What the task requires:
A verbatim copy of every record is needed.

Saved entries
________
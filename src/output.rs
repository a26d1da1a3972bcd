//! Audio output using cpal
//!
//! [`OutputDevice`] is the seam between the playback engine and the
//! operating-system audio driver: the engine hands it a batch-fill callback
//! at open time and the device invokes that callback on its own cadence once
//! started. [`CpalOutput`] is the production implementation; tests drive the
//! engine with a manual device instead, so none of the engine logic depends
//! on audio hardware.
//!
//! Device-level failures are surfaced asynchronously through the error
//! callback, never through the fill callback's return path.

use crate::error::{Error, Result};
use crate::format::Format;
use cpal::traits::{DeviceTrait, HostTrait, StreamTrait};
use cpal::{Device, SampleFormat, Stream, StreamConfig};
use tracing::{debug, info, warn};

/// Batch-fill callback: fills an interleaved f32 batch (a whole number of
/// frames, at most the batch size given to [`OutputDevice::open`]).
pub type FillFn = Box<dyn FnMut(&mut [f32]) + Send + 'static>;

/// Asynchronous device-error callback.
pub type ErrorFn = Box<dyn FnMut(String) + Send + 'static>;

/// Contract for output device backends.
///
/// Lifecycle: `open` registers the callbacks and claims the device, `start`
/// begins the periodic callback cadence, `stop` ends it. Implementations are
/// driven from the thread that owns the [`crate::speaker::Speaker`].
pub trait OutputDevice {
    /// Claim the device for `format` at `batch_frames` frames per callback
    /// and register the fill and error callbacks.
    fn open(
        &mut self,
        format: Format,
        batch_frames: usize,
        fill: FillFn,
        on_error: ErrorFn,
    ) -> Result<()>;

    /// Begin invoking the fill callback on the device cadence.
    fn start(&mut self) -> Result<()>;

    /// Stop callback delivery and release the device.
    fn stop(&mut self) -> Result<()>;
}

/// Output device backed by cpal.
///
/// Falls back to the default output device when the requested device name is
/// not found. Supports f32 and i16 device sample formats; the engine always
/// mixes in f32 and this wrapper converts at the edge.
pub struct CpalOutput {
    /// Requested device name (None = system default)
    device_name: Option<String>,
    stream: Option<Stream>,
}

impl CpalOutput {
    /// Output through the named device, or the system default when `None`.
    pub fn new(device_name: Option<String>) -> Self {
        Self {
            device_name,
            stream: None,
        }
    }

    /// List available output device names.
    pub fn list_devices() -> Result<Vec<String>> {
        let host = cpal::default_host();
        let devices: Vec<String> = host
            .output_devices()
            .map_err(|e| Error::Device(format!("failed to enumerate devices: {}", e)))?
            .filter_map(|device| device.name().ok())
            .collect();
        debug!("found {} output devices", devices.len());
        Ok(devices)
    }

    /// Resolve the requested device, falling back to the default.
    fn find_device(&self) -> Result<Device> {
        let host = cpal::default_host();

        if let Some(name) = self.device_name.as_ref() {
            let mut devices = host
                .output_devices()
                .map_err(|e| Error::Device(format!("failed to enumerate devices: {}", e)))?;

            if let Some(device) = devices.find(|d| d.name().ok().as_ref() == Some(name)) {
                info!("using requested audio device: {}", name);
                return Ok(device);
            }

            warn!(
                "requested device '{}' not found, falling back to default",
                name
            );
        }

        let device = host.default_output_device().ok_or_else(|| {
            Error::Device("no default output device available".to_string())
        })?;
        info!(
            "using audio device: {}",
            device.name().unwrap_or_else(|_| "unknown".to_string())
        );
        Ok(device)
    }

    /// Pick a supported configuration matching the engine format.
    ///
    /// Prefers an f32 config at the requested rate and channel count, then
    /// i16; anything else is unsupported.
    fn get_best_config(device: &Device, format: Format) -> Result<(StreamConfig, SampleFormat)> {
        let configs: Vec<_> = device
            .supported_output_configs()
            .map_err(|e| Error::Device(format!("failed to get device configs: {}", e)))?
            .filter(|c| {
                c.channels() == format.channels
                    && c.min_sample_rate().0 <= format.sample_rate
                    && c.max_sample_rate().0 >= format.sample_rate
            })
            .collect();

        for wanted in [SampleFormat::F32, SampleFormat::I16] {
            if let Some(supported) = configs.iter().find(|c| c.sample_format() == wanted) {
                let config = supported
                    .clone()
                    .with_sample_rate(cpal::SampleRate(format.sample_rate))
                    .config();
                return Ok((config, wanted));
            }
        }

        Err(Error::Device(format!(
            "device does not support {} Hz / {} channels in f32 or i16",
            format.sample_rate, format.channels
        )))
    }
}

impl OutputDevice for CpalOutput {
    fn open(
        &mut self,
        format: Format,
        batch_frames: usize,
        mut fill: FillFn,
        mut on_error: ErrorFn,
    ) -> Result<()> {
        if self.stream.is_some() {
            return Err(Error::Configuration("output device already open".into()));
        }

        let device = self.find_device()?;
        let (mut config, sample_format) = Self::get_best_config(&device, format)?;
        config.buffer_size = cpal::BufferSize::Fixed(batch_frames as u32);

        debug!(
            "audio config: rate={}, channels={}, format={:?}, batch={} frames",
            config.sample_rate.0, config.channels, sample_format, batch_frames
        );

        let batch_samples = batch_frames * format.channels as usize;
        let error_cb = move |err: cpal::StreamError| {
            on_error(err.to_string());
        };

        let stream = match sample_format {
            SampleFormat::F32 => device
                .build_output_stream(
                    &config,
                    move |data: &mut [f32], _: &cpal::OutputCallbackInfo| {
                        // The driver may deliver more than one batch at once
                        for chunk in data.chunks_mut(batch_samples) {
                            fill(chunk);
                        }
                    },
                    error_cb,
                    None,
                )
                .map_err(|e| Error::Device(format!("failed to build stream: {}", e)))?,
            SampleFormat::I16 => {
                let mut scratch = vec![0.0f32; batch_samples];
                device
                    .build_output_stream(
                        &config,
                        move |data: &mut [i16], _: &cpal::OutputCallbackInfo| {
                            for chunk in data.chunks_mut(batch_samples) {
                                let f32_chunk = &mut scratch[..chunk.len()];
                                fill(f32_chunk);
                                for (dst, src) in chunk.iter_mut().zip(f32_chunk.iter()) {
                                    *dst = (src.clamp(-1.0, 1.0) * i16::MAX as f32) as i16;
                                }
                            }
                        },
                        error_cb,
                        None,
                    )
                    .map_err(|e| Error::Device(format!("failed to build stream: {}", e)))?
            }
            other => {
                return Err(Error::Device(format!(
                    "unsupported device sample format: {:?}",
                    other
                )));
            }
        };

        self.stream = Some(stream);
        Ok(())
    }

    fn start(&mut self) -> Result<()> {
        let stream = self
            .stream
            .as_ref()
            .ok_or_else(|| Error::Configuration("output device not open".into()))?;
        stream
            .play()
            .map_err(|e| Error::Device(format!("failed to start stream: {}", e)))?;
        info!("audio stream started");
        Ok(())
    }

    fn stop(&mut self) -> Result<()> {
        if let Some(stream) = self.stream.take() {
            stream
                .pause()
                .map_err(|e| Error::Device(format!("failed to pause stream: {}", e)))?;
            drop(stream);
            info!("audio stream stopped");
        }
        Ok(())
    }
}

impl Drop for CpalOutput {
    fn drop(&mut self) {
        let _ = self.stop();
    }
}

#[cfg(test)]
mod tests {
    use super::*;

    #[test]
    fn test_list_devices_does_not_panic() {
        // Enumeration depends on the host; either outcome is acceptable
        let result = CpalOutput::list_devices();
        assert!(result.is_ok() || result.is_err());
    }

    #[test]
    fn test_start_before_open_is_configuration_error() {
        let mut output = CpalOutput::new(None);
        assert!(matches!(
            output.start(),
            Err(Error::Configuration(_))
        ));
    }

    #[test]
    fn test_stop_without_open_is_ok() {
        let mut output = CpalOutput::new(None);
        assert!(output.stop().is_ok());
    }
}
________
Answer to this problem:
filename src/output.rs
repository a26d1da1a3972bcd
//! Audio output using cpal
//!
//! [`OutputDevice`] is the seam between the playback engine and the
//! operating-system audio driver: the engine hands it a batch-fill callback
//! at open time and the device invokes that callback on its own cadence once
//! started. [`CpalOutput`] is the production implementation; tests drive the
//! engine with a manual device instead, so none of the engine logic depends
//! on audio hardware.
//!
//! Device-level failures are surfaced asynchronously through the error
//! callback, never through the fill callback's return path.

use crate::error::{Error, Result};
use crate::format::Format;
use cpal::traits::{DeviceTrait, HostTrait, StreamTrait};
use cpal::{Device, SampleFormat, Stream, StreamConfig};
use tracing::{debug, info, warn};

/// Batch-fill callback: fills an interleaved f32 batch (a whole number of
/// frames, at most the batch size given to [`OutputDevice::open`]).
pub type FillFn = Box<dyn FnMut(&mut [f32]) + Send + 'static>;

/// Asynchronous device-error callback.
pub type ErrorFn = Box<dyn FnMut(String) + Send + 'static>;

/// Contract for output device backends.
///
/// Lifecycle: `open` registers the callbacks and claims the device, `start`
/// begins the periodic callback cadence, `stop` ends it. Implementations are
/// driven from the thread that owns the [`crate::speaker::Speaker`].
pub trait OutputDevice {
    /// Claim the device for `format` at `batch_frames` frames per callback
    /// and register the fill and error callbacks.
    fn open(
        &mut self,
        format: Format,
        batch_frames: usize,
        fill: FillFn,
        on_error: ErrorFn,
    ) -> Result<()>;

    /// Begin invoking the fill callback on the device cadence.
    fn start(&mut self) -> Result<()>;

    /// Stop callback delivery and release the device.
    fn stop(&mut self) -> Result<()>;
}

/// Output device backed by cpal.
///
/// Falls back to the default output device when the requested device name is
/// not found. Supports f32 and i16 device sample formats; the engine always
/// mixes in f32 and this wrapper converts at the edge.
pub struct CpalOutput {
    /// Requested device name (None = system default)
    device_name: Option<String>,
    stream: Option<Stream>,
}

impl CpalOutput {
    /// Output through the named device, or the system default when `None`.
    pub fn new(device_name: Option<String>) -> Self {
        Self {
            device_name,
            stream: None,
        }
    }

    /// List available output device names.
    pub fn list_devices() -> Result<Vec<String>> {
        let host = cpal::default_host();
        let devices: Vec<String> = host
            .output_devices()
            .map_err(|e| Error::Device(format!("failed to enumerate devices: {}", e)))?
            .filter_map(|device| device.name().ok())
            .collect();
        debug!("found {} output devices", devices.len());
        Ok(devices)
    }

    /// Resolve the requested device, falling back to the default.
    fn find_device(&self) -> Result<Device> {
        let host = cpal::default_host();

        if let Some(name) = self.device_name.as_ref() {
            let mut devices = host
                .output_devices()
                .map_err(|e| Error::Device(format!("failed to enumerate devices: {}", e)))?;

            if let Some(device) = devices.find(|d| d.name().ok().as_ref() == Some(name)) {
                info!("using requested audio device: {}", name);
                return Ok(device);
            }

            warn!(
                "requested device '{}' not found, falling back to default",
                name
            );
        }

        let device = host.default_output_device().ok_or_else(|| {
            Error::Device("no default output device available".to_string())
        })?;
        info!(
            "using audio device: {}",
            device.name().unwrap_or_else(|_| "unknown".to_string())
        );
        Ok(device)
    }

    /// Pick a supported configuration matching the engine format.
    ///
    /// Prefers an f32 config at the requested rate and channel count, then
    /// i16; anything else is unsupported.
    fn get_best_config(device: &Device, format: Format) -> Result<(StreamConfig, SampleFormat)> {
        let configs: Vec<_> = device
            .supported_output_configs()
            .map_err(|e| Error::Device(format!("failed to get device configs: {}", e)))?
            .filter(|c| {
                c.channels() == format.channels
                    && c.min_sample_rate().0 <= format.sample_rate
                    && c.max_sample_rate().0 >= format.sample_rate
            })
            .collect();

        for wanted in [SampleFormat::F32, SampleFormat::I16] {
            if let Some(supported) = configs.iter().find(|c| c.sample_format() == wanted) {
                let config = supported
                    .clone()
                    .with_sample_rate(cpal::SampleRate(format.sample_rate))
                    .config();
                return Ok((config, wanted));
            }
        }

        Err(Error::Device(format!(
            "device does not support {} Hz / {} channels in f32 or i16",
            format.sample_rate, format.channels
        )))
    }
}

impl OutputDevice for CpalOutput {
    fn open(
        &mut self,
        format: Format,
        batch_frames: usize,
        mut fill: FillFn,
        mut on_error: ErrorFn,
    ) -> Result<()> {
        if self.stream.is_some() {
            return Err(Error::Configuration("output device already open".into()));
        }

        let device = self.find_device()?;
        let (mut config, sample_format) = Self::get_best_config(&device, format)?;
        config.buffer_size = cpal::BufferSize::Fixed(batch_frames as u32);

        debug!(
            "audio config: rate={}, channels={}, format={:?}, batch={} frames",
            config.sample_rate.0, config.channels, sample_format, batch_frames
        );

        let batch_samples = batch_frames * format.channels as usize;
        let error_cb = move |err: cpal::StreamError| {
            on_error(err.to_string());
        };

        let stream = match sample_format {
            SampleFormat::F32 => device
                .build_output_stream(
                    &config,
                    move |data: &mut [f32], _: &cpal::OutputCallbackInfo| {
                        // The driver may deliver more than one batch at once
                        for chunk in data.chunks_mut(batch_samples) {
                            fill(chunk);
                        }
                    },
                    error_cb,
                    None,
                )
                .map_err(|e| Error::Device(format!("failed to build stream: {}", e)))?,
            SampleFormat::I16 => {
                let mut scratch = vec![0.0f32; batch_samples];
                device
                    .build_output_stream(
                        &config,
                        move |data: &mut [i16], _: &cpal::OutputCallbackInfo| {
                            for chunk in data.chunks_mut(batch_samples) {
                                let f32_chunk = &mut scratch[..chunk.len()];
                                fill(f32_chunk);
                                for (dst, src) in chunk.iter_mut().zip(f32_chunk.iter()) {
                                    *dst = (src.clamp(-1.0, 1.0) * i16::MAX as f32) as i16;
                                }
                            }
                        },
                        error_cb,
                        None,
                    )
                    .map_err(|e| Error::Device(format!("failed to build stream: {}", e)))?
            }
            other => {
                return Err(Error::Device(format!(
                    "unsupported device sample format: {:?}",
                    other
                )));
            }
        };

        self.stream = Some(stream);
        Ok(())
    }

    fn start(&mut self) -> Result<()> {
        let stream = self
            .stream
            .as_ref()
            .ok_or_else(|| Error::Configuration("output device not open".into()))?;
        stream
            .play()
            .map_err(|e| Error::Device(format!("failed to start stream: {}", e)))?;
        info!("audio stream started");
        Ok(())
    }

    fn stop(&mut self) -> Result<()> {
        if let Some(stream) = self.stream.take() {
            stream
                .pause()
                .map_err(|e| Error::Device(format!("failed to pause stream: {}", e)))?;
            drop(stream);
            info!("audio stream stopped");
        }
        Ok(())
    }
}

impl Drop for CpalOutput {
    fn drop(&mut self) {
        let _ = self.stop();
    }
}

#[cfg(test)]
mod tests {
    use super::*;

    #[test]
    fn test_list_devices_does_not_panic() {
        // Enumeration depends on the host; either outcome is acceptable
        let result = CpalOutput::list_devices();
        assert!(result.is_ok() || result.is_err());
    }

    #[test]
    fn test_start_before_open_is_configuration_error() {
        let mut output = CpalOutput::new(None);
        assert!(matches!(
            output.start(),
            Err(Error::Configuration(_))
        ));
    }

    #[test]
    fn test_stop_without_open_is_ok() {
        let mut output = CpalOutput::new(None);
        assert!(output.stop().is_ok());
    }
}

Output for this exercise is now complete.